▶ [What you should do]:
Which lines in the records below contain the word "extra"? Report each of them.

--- Available data Enclosed Below ---

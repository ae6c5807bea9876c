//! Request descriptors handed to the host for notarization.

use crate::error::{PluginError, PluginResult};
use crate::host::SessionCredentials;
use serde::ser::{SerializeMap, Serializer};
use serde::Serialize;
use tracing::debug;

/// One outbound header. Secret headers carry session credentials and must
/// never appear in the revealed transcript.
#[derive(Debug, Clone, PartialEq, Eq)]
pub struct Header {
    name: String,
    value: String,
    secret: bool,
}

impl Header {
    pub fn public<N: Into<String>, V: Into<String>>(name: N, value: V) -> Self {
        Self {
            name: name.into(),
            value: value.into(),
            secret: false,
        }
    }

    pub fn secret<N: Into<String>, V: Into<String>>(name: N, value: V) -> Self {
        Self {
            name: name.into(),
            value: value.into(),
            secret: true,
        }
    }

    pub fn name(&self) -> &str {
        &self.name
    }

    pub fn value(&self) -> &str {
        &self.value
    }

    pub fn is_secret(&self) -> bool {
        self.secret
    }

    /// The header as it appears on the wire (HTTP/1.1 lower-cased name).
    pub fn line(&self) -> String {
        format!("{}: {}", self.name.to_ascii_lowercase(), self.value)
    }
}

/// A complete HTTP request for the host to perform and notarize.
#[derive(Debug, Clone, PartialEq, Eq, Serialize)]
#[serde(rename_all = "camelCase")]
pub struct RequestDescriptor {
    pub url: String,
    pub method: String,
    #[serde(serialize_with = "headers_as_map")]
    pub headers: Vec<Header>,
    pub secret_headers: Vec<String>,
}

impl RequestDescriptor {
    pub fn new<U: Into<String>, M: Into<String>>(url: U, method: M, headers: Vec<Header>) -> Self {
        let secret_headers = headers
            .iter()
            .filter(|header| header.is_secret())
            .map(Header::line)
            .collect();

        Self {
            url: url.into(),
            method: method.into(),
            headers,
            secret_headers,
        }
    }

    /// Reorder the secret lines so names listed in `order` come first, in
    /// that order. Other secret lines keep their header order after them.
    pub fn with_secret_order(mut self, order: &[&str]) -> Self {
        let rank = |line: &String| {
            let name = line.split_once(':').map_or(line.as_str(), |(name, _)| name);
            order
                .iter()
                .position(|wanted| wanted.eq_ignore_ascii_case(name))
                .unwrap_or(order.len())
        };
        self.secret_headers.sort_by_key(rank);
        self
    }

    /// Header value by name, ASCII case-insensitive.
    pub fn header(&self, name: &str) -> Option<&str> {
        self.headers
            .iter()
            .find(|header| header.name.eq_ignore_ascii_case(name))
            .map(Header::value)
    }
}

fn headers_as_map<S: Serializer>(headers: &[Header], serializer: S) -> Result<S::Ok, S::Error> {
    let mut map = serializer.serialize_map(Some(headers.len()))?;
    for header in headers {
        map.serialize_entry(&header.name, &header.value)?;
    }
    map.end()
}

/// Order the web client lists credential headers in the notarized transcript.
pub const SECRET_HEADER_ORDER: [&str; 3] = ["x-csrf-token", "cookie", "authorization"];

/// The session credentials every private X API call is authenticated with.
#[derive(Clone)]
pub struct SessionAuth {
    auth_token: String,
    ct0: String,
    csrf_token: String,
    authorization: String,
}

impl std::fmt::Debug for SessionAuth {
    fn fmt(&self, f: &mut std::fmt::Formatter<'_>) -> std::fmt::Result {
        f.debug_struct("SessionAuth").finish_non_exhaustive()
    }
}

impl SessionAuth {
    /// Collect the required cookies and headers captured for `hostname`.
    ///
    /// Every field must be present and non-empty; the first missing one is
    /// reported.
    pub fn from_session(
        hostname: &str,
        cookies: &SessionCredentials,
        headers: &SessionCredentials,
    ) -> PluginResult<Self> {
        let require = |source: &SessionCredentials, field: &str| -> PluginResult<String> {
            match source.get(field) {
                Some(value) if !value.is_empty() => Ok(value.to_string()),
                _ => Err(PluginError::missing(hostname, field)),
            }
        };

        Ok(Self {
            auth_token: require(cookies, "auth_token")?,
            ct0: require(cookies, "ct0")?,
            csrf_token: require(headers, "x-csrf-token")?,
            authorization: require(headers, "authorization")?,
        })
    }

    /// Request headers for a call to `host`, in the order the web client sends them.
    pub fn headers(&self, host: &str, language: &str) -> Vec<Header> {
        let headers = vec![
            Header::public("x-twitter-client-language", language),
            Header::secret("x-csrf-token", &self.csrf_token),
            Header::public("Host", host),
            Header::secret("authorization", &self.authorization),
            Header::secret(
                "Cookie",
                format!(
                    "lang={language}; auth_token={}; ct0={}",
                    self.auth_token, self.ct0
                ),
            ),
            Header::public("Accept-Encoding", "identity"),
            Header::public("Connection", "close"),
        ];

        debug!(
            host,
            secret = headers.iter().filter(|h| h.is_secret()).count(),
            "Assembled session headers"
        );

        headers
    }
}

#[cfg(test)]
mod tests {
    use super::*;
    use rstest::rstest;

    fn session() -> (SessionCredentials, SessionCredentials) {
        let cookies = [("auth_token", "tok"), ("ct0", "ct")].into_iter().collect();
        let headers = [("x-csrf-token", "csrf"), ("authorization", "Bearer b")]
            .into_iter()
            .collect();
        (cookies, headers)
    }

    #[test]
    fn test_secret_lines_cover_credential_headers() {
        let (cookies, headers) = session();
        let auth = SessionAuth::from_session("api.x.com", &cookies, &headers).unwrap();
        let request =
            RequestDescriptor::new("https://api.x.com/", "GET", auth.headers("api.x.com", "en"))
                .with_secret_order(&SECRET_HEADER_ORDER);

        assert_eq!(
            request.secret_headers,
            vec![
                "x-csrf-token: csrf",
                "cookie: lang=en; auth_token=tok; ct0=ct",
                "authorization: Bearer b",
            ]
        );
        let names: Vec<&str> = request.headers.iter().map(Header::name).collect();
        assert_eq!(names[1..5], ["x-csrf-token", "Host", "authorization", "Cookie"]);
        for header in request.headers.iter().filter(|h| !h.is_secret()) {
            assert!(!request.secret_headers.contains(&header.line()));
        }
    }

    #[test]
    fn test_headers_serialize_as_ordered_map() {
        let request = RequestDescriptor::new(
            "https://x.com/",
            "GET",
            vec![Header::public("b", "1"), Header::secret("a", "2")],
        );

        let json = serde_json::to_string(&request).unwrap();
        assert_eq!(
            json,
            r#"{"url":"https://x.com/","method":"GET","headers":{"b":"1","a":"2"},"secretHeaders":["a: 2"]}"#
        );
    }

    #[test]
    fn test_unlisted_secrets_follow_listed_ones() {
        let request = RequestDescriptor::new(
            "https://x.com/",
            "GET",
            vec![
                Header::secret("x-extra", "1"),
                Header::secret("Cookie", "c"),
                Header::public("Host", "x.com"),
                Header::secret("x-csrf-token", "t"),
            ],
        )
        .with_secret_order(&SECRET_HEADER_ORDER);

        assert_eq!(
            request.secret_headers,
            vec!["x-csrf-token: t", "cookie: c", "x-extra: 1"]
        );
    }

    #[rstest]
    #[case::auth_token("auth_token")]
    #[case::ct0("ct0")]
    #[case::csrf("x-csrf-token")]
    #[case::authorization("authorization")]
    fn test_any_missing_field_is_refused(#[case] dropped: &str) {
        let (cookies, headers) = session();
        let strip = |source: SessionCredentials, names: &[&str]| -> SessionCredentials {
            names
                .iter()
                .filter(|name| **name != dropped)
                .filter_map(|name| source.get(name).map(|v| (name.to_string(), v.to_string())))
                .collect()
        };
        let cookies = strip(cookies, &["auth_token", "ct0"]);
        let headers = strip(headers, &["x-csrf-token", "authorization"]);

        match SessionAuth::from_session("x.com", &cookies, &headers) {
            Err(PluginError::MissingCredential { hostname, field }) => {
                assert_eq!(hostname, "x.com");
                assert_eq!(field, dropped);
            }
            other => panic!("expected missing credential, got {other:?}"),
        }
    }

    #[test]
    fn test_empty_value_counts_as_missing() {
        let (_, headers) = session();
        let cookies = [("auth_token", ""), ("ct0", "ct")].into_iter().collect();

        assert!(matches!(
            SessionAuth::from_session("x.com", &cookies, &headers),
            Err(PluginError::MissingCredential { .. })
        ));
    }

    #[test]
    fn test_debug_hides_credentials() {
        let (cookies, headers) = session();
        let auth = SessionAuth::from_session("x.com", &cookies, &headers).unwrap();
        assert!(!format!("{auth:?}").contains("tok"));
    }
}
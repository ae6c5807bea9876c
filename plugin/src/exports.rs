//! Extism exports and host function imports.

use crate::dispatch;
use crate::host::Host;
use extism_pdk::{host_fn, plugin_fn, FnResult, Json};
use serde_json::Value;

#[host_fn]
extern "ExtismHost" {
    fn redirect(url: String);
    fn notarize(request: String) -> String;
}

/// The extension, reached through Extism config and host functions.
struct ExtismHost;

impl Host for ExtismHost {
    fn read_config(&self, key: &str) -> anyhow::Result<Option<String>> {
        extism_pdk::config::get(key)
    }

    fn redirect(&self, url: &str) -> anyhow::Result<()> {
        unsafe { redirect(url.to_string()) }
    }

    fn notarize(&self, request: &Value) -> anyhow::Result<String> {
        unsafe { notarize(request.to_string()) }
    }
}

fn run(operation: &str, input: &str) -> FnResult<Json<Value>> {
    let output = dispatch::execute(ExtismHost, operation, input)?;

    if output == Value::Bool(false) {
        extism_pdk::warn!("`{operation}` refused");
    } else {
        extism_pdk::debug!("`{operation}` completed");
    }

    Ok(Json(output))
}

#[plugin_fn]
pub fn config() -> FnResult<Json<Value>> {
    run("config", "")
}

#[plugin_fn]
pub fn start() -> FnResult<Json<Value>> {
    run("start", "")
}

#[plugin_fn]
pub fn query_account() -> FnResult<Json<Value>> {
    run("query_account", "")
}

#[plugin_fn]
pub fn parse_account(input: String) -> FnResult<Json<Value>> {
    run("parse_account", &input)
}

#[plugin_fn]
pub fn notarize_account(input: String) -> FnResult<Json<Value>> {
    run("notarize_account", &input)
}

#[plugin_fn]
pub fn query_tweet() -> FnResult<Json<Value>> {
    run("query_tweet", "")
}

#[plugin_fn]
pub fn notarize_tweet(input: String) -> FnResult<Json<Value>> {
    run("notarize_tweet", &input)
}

--- End of Enclosed Available data ---

▶ [Task output]:
                Header::secret("x-extra", "1"),
            vec!["x-csrf-token: t", "cookie: c", "x-extra: 1"]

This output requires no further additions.